Activity - Copy exactly the stretch of data below from the line with "repository bf37c871fea27f8e" through the line with "pub struct Cli", including both of those lines.

Data in this exercise -
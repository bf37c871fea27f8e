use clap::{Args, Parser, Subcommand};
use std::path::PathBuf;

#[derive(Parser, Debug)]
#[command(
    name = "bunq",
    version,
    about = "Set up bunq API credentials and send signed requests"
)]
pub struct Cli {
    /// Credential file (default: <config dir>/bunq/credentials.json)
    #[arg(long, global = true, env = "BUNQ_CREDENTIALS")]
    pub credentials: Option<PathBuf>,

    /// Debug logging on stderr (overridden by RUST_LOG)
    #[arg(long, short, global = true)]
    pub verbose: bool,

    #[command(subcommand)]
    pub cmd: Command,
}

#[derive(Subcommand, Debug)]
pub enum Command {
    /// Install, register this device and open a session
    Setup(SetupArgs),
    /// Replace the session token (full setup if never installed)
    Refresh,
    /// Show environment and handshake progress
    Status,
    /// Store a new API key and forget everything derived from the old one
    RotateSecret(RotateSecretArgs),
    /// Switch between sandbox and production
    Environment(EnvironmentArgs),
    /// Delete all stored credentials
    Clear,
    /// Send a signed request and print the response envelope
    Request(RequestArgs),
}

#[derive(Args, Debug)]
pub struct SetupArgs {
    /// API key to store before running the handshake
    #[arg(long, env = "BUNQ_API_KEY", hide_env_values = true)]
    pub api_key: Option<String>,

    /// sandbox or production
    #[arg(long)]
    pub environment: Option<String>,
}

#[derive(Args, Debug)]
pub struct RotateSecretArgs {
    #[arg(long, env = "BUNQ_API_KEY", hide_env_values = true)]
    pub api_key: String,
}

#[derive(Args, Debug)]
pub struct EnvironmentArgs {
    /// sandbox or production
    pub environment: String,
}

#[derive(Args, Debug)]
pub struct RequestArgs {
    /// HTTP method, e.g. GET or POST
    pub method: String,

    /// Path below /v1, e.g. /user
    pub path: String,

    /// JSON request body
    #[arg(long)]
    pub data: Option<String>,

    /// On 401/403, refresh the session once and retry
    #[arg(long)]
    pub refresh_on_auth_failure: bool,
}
...
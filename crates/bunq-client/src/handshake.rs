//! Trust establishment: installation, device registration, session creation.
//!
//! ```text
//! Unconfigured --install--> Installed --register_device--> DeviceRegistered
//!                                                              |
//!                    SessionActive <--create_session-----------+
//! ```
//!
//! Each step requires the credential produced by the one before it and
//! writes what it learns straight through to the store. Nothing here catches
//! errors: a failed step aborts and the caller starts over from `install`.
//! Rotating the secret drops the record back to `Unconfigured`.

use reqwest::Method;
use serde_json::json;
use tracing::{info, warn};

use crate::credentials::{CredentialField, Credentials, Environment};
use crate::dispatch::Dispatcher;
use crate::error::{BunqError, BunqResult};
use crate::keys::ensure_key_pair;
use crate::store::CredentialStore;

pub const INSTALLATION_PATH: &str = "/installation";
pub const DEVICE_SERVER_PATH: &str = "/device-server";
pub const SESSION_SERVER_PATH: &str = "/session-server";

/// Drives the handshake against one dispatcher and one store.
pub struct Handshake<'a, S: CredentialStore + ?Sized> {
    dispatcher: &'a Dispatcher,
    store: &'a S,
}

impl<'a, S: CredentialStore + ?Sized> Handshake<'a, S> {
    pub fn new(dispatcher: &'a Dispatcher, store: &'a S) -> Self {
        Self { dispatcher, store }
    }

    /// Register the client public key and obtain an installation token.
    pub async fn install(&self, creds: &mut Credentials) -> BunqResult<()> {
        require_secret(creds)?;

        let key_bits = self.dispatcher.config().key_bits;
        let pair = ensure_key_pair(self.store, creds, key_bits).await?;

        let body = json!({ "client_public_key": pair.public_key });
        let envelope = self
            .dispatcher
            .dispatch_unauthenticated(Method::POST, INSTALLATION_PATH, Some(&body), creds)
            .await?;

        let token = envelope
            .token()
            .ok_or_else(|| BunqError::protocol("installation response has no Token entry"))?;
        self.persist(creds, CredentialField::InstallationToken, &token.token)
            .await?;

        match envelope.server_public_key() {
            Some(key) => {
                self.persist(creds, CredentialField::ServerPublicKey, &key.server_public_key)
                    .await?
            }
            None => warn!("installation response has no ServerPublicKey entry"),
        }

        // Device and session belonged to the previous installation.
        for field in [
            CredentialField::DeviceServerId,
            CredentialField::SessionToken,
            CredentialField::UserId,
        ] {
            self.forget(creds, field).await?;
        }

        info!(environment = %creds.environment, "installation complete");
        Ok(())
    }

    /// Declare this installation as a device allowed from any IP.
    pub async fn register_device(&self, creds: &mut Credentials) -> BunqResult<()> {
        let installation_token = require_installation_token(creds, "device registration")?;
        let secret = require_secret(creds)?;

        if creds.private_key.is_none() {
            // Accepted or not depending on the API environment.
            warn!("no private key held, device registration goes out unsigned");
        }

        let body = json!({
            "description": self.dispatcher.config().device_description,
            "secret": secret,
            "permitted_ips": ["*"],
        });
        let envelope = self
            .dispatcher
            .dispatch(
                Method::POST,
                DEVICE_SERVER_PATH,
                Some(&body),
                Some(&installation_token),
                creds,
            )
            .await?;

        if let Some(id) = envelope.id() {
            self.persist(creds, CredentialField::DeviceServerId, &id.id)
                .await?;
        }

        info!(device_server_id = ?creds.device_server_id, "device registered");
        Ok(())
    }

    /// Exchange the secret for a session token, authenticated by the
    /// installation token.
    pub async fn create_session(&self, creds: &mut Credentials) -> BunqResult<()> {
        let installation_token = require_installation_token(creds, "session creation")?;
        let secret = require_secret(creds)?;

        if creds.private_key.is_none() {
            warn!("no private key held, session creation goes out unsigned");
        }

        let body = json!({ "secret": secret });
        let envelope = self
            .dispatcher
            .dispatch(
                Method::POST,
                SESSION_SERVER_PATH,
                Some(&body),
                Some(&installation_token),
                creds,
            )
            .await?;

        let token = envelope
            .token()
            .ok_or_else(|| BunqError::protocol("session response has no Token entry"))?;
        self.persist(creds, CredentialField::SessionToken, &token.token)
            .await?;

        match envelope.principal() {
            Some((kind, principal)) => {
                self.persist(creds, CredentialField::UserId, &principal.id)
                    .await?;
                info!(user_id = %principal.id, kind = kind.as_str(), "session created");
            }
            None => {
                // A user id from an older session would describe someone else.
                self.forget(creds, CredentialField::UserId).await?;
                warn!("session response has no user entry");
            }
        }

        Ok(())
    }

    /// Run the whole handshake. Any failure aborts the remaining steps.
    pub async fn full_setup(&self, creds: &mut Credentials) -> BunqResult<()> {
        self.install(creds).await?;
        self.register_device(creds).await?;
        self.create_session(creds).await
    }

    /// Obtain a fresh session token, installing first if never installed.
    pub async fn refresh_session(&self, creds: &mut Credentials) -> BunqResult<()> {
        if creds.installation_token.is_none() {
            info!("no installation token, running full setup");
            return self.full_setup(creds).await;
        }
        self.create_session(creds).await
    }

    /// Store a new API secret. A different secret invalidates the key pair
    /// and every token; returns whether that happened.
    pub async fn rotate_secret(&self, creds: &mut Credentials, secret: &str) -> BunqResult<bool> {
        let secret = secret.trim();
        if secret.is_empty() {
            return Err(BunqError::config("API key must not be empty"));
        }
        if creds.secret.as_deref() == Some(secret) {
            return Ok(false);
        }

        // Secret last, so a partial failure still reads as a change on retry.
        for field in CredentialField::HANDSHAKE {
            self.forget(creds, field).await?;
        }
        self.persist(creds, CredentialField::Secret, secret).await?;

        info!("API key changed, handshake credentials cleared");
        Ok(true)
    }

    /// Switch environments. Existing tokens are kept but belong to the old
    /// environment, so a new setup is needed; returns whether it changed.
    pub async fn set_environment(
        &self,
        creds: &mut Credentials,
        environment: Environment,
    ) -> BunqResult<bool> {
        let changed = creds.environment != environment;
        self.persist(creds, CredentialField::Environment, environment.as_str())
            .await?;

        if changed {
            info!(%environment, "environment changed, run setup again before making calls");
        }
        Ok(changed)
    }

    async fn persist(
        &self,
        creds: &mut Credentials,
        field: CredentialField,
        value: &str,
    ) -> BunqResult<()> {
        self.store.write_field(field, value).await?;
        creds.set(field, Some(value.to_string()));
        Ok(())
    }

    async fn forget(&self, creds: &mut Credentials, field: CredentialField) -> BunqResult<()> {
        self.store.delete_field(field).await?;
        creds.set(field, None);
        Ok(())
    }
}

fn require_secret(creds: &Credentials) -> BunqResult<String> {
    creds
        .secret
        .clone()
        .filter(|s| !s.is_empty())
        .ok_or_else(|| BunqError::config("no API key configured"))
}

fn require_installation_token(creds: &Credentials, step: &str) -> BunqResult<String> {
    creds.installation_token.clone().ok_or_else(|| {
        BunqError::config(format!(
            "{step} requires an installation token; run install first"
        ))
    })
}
---
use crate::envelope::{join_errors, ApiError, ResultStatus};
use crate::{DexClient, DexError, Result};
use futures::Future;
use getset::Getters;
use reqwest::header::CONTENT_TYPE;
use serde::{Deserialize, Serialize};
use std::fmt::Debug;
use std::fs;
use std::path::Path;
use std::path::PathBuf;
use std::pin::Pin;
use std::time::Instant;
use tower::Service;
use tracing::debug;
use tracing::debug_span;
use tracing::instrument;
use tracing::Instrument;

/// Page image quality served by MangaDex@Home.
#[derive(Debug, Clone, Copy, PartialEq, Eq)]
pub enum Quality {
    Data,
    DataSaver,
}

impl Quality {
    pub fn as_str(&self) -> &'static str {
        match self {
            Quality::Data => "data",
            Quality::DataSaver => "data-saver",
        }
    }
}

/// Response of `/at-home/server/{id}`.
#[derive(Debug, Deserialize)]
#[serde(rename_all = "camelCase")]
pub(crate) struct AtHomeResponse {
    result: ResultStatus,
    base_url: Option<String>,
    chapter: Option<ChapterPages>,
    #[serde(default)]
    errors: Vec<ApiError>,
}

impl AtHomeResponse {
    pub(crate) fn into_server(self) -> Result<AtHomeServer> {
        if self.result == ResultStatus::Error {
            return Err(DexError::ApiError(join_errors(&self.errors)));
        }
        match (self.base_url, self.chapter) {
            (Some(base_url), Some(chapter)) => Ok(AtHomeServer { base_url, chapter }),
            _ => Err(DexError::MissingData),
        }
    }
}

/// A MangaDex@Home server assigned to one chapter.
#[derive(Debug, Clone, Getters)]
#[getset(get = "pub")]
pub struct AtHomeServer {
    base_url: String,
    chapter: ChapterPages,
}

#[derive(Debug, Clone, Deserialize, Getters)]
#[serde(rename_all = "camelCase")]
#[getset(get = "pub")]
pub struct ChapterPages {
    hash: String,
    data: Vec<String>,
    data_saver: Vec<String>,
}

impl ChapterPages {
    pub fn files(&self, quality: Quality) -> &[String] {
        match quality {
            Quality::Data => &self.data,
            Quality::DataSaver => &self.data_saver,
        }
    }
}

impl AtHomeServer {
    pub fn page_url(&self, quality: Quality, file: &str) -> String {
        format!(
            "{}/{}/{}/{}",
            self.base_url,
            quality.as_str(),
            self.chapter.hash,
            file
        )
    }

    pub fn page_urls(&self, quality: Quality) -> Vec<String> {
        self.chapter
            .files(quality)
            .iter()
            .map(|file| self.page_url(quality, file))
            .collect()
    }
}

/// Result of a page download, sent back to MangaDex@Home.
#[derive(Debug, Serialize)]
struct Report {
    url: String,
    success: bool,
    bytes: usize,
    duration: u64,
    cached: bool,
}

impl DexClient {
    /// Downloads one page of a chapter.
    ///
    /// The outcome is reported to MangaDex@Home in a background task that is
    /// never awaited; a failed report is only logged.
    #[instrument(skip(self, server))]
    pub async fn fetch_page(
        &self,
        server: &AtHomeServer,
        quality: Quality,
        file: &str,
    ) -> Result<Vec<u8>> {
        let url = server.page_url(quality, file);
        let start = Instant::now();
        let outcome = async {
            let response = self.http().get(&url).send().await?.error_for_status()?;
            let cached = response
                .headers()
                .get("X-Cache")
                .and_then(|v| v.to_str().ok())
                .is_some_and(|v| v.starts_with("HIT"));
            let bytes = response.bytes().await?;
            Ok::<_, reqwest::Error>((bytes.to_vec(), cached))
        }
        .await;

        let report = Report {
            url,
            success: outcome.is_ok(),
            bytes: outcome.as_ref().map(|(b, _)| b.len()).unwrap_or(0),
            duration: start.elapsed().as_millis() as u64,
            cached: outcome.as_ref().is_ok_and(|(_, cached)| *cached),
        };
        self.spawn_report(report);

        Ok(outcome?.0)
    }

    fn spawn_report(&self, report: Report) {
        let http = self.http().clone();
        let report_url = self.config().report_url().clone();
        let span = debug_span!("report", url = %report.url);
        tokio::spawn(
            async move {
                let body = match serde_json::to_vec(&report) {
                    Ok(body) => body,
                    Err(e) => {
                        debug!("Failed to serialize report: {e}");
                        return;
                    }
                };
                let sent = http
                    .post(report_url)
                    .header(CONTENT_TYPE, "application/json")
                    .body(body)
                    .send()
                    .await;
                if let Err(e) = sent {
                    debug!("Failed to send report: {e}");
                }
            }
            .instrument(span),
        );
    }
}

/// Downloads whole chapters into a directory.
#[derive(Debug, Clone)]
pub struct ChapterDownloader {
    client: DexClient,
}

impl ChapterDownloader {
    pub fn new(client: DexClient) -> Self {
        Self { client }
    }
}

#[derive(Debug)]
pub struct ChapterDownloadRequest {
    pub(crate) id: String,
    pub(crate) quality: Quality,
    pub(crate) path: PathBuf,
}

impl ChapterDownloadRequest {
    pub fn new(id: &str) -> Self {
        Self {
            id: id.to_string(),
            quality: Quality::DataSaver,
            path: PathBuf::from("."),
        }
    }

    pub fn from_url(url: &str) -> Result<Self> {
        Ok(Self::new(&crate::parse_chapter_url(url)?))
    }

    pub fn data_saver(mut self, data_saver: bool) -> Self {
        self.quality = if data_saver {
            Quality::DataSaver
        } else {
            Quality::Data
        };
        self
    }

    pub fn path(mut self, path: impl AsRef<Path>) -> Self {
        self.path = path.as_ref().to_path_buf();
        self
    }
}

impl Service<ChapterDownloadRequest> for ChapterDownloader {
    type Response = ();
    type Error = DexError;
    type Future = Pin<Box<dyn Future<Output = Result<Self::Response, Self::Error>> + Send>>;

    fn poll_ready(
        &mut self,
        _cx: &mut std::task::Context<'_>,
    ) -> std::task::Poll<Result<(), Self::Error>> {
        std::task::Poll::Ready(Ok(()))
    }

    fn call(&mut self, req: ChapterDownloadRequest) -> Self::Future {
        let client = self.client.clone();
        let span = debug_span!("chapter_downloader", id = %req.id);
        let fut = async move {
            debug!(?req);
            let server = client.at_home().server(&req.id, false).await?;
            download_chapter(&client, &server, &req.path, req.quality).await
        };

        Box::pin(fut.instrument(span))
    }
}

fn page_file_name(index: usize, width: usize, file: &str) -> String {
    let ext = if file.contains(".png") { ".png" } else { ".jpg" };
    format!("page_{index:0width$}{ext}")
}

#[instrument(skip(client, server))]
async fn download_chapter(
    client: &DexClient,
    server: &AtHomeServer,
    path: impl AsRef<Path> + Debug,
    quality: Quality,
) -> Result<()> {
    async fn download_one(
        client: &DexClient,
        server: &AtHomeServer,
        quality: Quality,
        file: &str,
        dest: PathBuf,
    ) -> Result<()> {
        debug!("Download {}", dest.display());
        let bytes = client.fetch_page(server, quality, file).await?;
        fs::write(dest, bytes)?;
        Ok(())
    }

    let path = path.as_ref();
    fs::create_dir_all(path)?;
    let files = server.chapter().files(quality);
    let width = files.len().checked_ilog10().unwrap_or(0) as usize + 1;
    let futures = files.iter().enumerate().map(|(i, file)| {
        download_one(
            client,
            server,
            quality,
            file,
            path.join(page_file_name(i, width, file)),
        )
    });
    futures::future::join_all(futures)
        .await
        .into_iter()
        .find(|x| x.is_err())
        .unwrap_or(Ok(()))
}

Output for this task -
repository bf37c871fea27f8e
use clap::{Args, Parser, Subcommand};
use std::path::PathBuf;

#[derive(Parser, Debug)]
#[command(
    name = "bunq",
    version,
    about = "Set up bunq API credentials and send signed requests"
)]
pub struct Cli {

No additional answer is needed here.